The revision id can always be used instead of the revision number, thus you can write:
hg up 42 hg up a416abc8f0e1
And both will do the same thing, however, only the last line is guaranteed to do the same thing no matter what repository you write it in.
Named branches and updating your working copy
A word of caution about updating your working copy from a repository containing named branches: always give the name of the branch you are working with when updating. E.g. always write:
hg up my-branch
Omitting 'my-branch' in the above command will give you a warning about the update spanning branches, and ask you to either do a merge or add the '-C' switch if you really want to switch branches. However, if you do this any uncommitted changes in your working directory will be removed, so beware!

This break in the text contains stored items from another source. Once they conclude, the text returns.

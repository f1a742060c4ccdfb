use std::collections::HashMap;

use tracing::{debug, trace};

use crate::knowledge::KnowledgeBase;

use super::action::{ActionKind, BettingContext, PlayerAction, Street};
use super::outcome::HandOutcome;
use super::statistics::{PlayerStatistics, StatCounters};

/// A preflop call counts as a limp while the bet faced is at most this many
/// big blinds.
pub const LIMP_THRESHOLD_BB: f32 = 1.5;

/// Flags for one player during one hand. Each flag guards a counter so the
/// counter moves at most once per hand.
#[derive(Debug, Clone, Default)]
struct HandObservationState {
    saw_flop: bool,
    vpip: bool,
    pfr: bool,
    limped: bool,
    was_preflop_aggressor: bool,
    three_bet_opportunity: bool,
    fold_to_three_bet_opportunity: bool,
    folded_to_three_bet: bool,
    cbet_flop_opportunity: bool,
    cbet_flop: bool,
    cbet_turn_opportunity: bool,
    cbet_turn: bool,
    cbet_river_opportunity: bool,
}

impl HandObservationState {
    fn observe_preflop<C: BettingContext + ?Sized>(
        &mut self,
        kind: ActionKind,
        context: &C,
        counters: &mut StatCounters,
    ) {
        let was_aggressor = self.was_preflop_aggressor;

        if kind.is_voluntary() && !self.vpip {
            self.vpip = true;
            counters.vpip_hands += 1;
        }

        if kind.is_aggressive() && !self.pfr {
            self.pfr = true;
            self.was_preflop_aggressor = true;
            counters.pfr_hands += 1;
        }

        if kind == ActionKind::Call
            && context.current_bet() <= context.big_blind() * LIMP_THRESHOLD_BB
            && !self.limped
        {
            self.limped = true;
            counters.limp_hands += 1;
        }

        let raises = context.preflop_raise_count();
        if raises == 1 && !self.three_bet_opportunity {
            self.three_bet_opportunity = true;
            counters.three_bet_opportunities += 1;
            if kind.is_aggressive() {
                counters.three_bet_count += 1;
            }
        }

        if was_aggressor && raises >= 2 {
            if !self.fold_to_three_bet_opportunity {
                self.fold_to_three_bet_opportunity = true;
                counters.fold_to_three_bet_opportunities += 1;
            }
            if kind == ActionKind::Fold && !self.folded_to_three_bet {
                self.folded_to_three_bet = true;
                counters.fold_to_three_bet_count += 1;
            }
        }
    }

    fn observe_postflop(&mut self, kind: ActionKind, street: Street, counters: &mut StatCounters) {
        if !self.saw_flop {
            self.saw_flop = true;
            counters.saw_flop_count += 1;
        }

        // Each street's c-bet needs the previous street's aggression.
        match street {
            Street::Flop => {
                if self.was_preflop_aggressor && !self.cbet_flop_opportunity {
                    self.cbet_flop_opportunity = true;
                    counters.cbet_flop_opportunities += 1;
                    if kind.is_aggressive() {
                        self.cbet_flop = true;
                        counters.cbet_flop_count += 1;
                    }
                }
            }
            Street::Turn => {
                if self.cbet_flop && !self.cbet_turn_opportunity {
                    self.cbet_turn_opportunity = true;
                    counters.cbet_turn_opportunities += 1;
                    if kind.is_aggressive() {
                        self.cbet_turn = true;
                        counters.cbet_turn_count += 1;
                    }
                }
            }
            Street::River => {
                if self.cbet_turn && !self.cbet_river_opportunity {
                    self.cbet_river_opportunity = true;
                    counters.cbet_river_opportunities += 1;
                    if kind.is_aggressive() {
                        counters.cbet_river_count += 1;
                    }
                }
                if kind.is_aggressive() {
                    counters.river_bets_and_raises += 1;
                } else if kind == ActionKind::Call {
                    counters.river_calls += 1;
                }
            }
            Street::Preflop => {}
        }
    }
}

/// Watches hands action by action and keeps per-player statistics in the
/// [`KnowledgeBase`] it owns.
///
/// Actions must be fed in the order they happened. The opportunity rules
/// (facing exactly one raise, first action on a street) depend on it and
/// nothing here reorders or second guesses the input.
///
/// ```
/// use poker_ledger::stats::{ActionContext, HandObservationTracker, HandOutcome, PlayerAction, Street};
///
/// let mut tracker = HandObservationTracker::new();
/// let players = ["alice", "bob"];
/// tracker.start_hand(&players);
/// let ctx = ActionContext::new(Street::Preflop, 10.0).with_pot(15.0).with_current_bet(10.0);
/// tracker.observe_action("alice", &PlayerAction::raise(30.0), &ctx);
/// tracker.observe_action("bob", &PlayerAction::fold(), &ctx.with_current_bet(30.0).with_preflop_raises(1));
/// tracker.end_hand(&players, &HandOutcome::new(1));
///
/// let alice = tracker.statistics("alice").unwrap();
/// assert_eq!(alice.hands_played(), 1);
/// assert_eq!(alice.pfr(), 100.0);
/// ```
#[derive(Debug, Default)]
pub struct HandObservationTracker {
    knowledge: KnowledgeBase,
    hands: HashMap<String, HandObservationState>,
}

impl HandObservationTracker {
    pub fn new() -> Self {
        Self::default()
    }

    /// Continue tracking on top of existing profiles.
    pub fn with_knowledge(knowledge: KnowledgeBase) -> Self {
        Self {
            knowledge,
            hands: HashMap::new(),
        }
    }

    pub fn knowledge(&self) -> &KnowledgeBase {
        &self.knowledge
    }

    pub fn knowledge_mut(&mut self) -> &mut KnowledgeBase {
        &mut self.knowledge
    }

    pub fn into_knowledge(self) -> KnowledgeBase {
        self.knowledge
    }

    pub fn statistics(&self, player_id: &str) -> Option<&PlayerStatistics> {
        self.knowledge.profile(player_id).map(|p| &p.statistics)
    }

    /// Whether `player_id` has state in the hand in progress.
    pub fn is_tracking(&self, player_id: &str) -> bool {
        self.hands.contains_key(player_id)
    }

    /// Begin a hand. Any state left from the previous hand is dropped.
    pub fn start_hand<S: AsRef<str>>(&mut self, player_ids: &[S]) {
        self.hands.clear();
        for player_id in player_ids {
            self.hands
                .insert(player_id.as_ref().to_owned(), HandObservationState::default());
        }
        debug!(players = player_ids.len(), "hand started");
    }

    /// Record one action for one player.
    ///
    /// A player not seen before gets a profile and fresh hand state.
    pub fn observe_action<C: BettingContext + ?Sized>(
        &mut self,
        player_id: &str,
        action: &PlayerAction,
        context: &C,
    ) {
        let street = context.street();
        trace!(player_id, kind = ?action.kind, amount = ?action.amount, %street, "observed action");

        let profile = self.knowledge.get_or_create_profile(player_id, player_id);
        let state = self.hands.entry(player_id.to_owned()).or_default();
        let counters = &mut profile.statistics.counters;

        match action.kind {
            ActionKind::Call => {
                counters.calls += 1;
            }
            kind if kind.is_aggressive() => {
                counters.bets_and_raises += 1;
                if let Some(amount) = action.amount {
                    let sizing = amount / context.pot().max(1.0) * 100.0;
                    if kind == ActionKind::Bet {
                        counters.bet_sizing_total += sizing;
                        counters.bet_sizing_count += 1;
                    } else {
                        counters.raise_sizing_total += sizing;
                        counters.raise_sizing_count += 1;
                    }
                }
            }
            _ => {}
        }

        if street == Street::Preflop {
            state.observe_preflop(action.kind, context, counters);
        } else {
            state.observe_postflop(action.kind, street, counters);
        }

        profile.statistics.recalculate();
    }

    /// Finish the hand. Every listed player is credited with a hand played,
    /// including players that never acted. Showdown counters come from the
    /// revealed seats in `outcome`, where seat `i` is `player_ids[i]`.
    pub fn end_hand<S: AsRef<str>>(&mut self, player_ids: &[S], outcome: &HandOutcome) {
        for (seat, player_id) in player_ids.iter().enumerate() {
            let player_id = player_id.as_ref();
            let profile = self.knowledge.get_or_create_profile(player_id, player_id);
            let counters = &mut profile.statistics.counters;
            counters.hands_played += 1;

            if outcome.went_to_showdown(seat) {
                // A showdown implies a flop was dealt even if the player was
                // all in before acting on it.
                let saw_flop = self.hands.get(player_id).is_some_and(|s| s.saw_flop);
                if !saw_flop {
                    counters.saw_flop_count += 1;
                }
                counters.wtsd_count += 1;
                if outcome.won_at_showdown(seat) {
                    counters.wsd_count += 1;
                }
            }
            profile.statistics.recalculate();
        }
        debug!(
            hand_number = outcome.hand_number,
            players = player_ids.len(),
            showdown = outcome.is_showdown(),
            "hand ended"
        );
        self.hands.clear();
    }
}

You can use the following command to do a 'safe' branch switch, i.e. it will automatically use the '-C' switch only if it is safe to do so (i.e. no uncommitted local changes):
hg status | grep . || hg up -C "$@"
Also remember to specify the branch when pushing to a remote repository, although Mercurial will warn you if the push would create a new head in that repository.
Merge conflicts
When you use the 'hg merge' command Mercurial will do its best to integrate the changes, however, if two people make changes to the same lines of code then Mercurial cannot figure out how to handle this and will instead kindly ask you to have a look. There are several tools that will help you with dealing with conflicts and Mercurial can be configured to use the tool you want; if no such tool is installed both versions of the conflict will be inserted in the file with special marker lines around them.
Under OS X Mercurial will use FileMerge.app if Xcode is installed; this highly recommended. On Windows, KDiff3 can be used.
Looking at changes
Let us say you are going to do a code review and have been told that revision a416abc8f0e1 has the changes in question. Simply type:
hg export a416abc8f0e1
Mercurial will print all the changes that happened in that revision.
Adding and removing files
There are two separate issues here: the first is renaming / moving files, in which case you should use 'hg rename' or its alias 'hg mv'. Failure to do so means that Mercurial does not know that the new file is actually just the old file in a new place, and it will create unpleasant merge conflicts. Another option is to use the '-s' flag to addremove, e.g. write:
hg addremove -s 50
Mercurial will now try to detect if any new files are actually an old file that was moved.
The other case is where you actually deleted old files and then added unrelated new ones. In this case you can either use 'hg remove' and 'hg add' respectively, or the 'hg addremove' command which will automatically mark all missing files as deleted and all new files as added. Do make sure that you have actually deleted all the files you want to delete and do not have any spare files you do not want to check in lying around in your repository (use 'hg status' for this) before using this command.
In any case it is always a good idea to use the '-n' flag first, which tells Mercurial to only print the changes it would otherwise perform so you can verify them.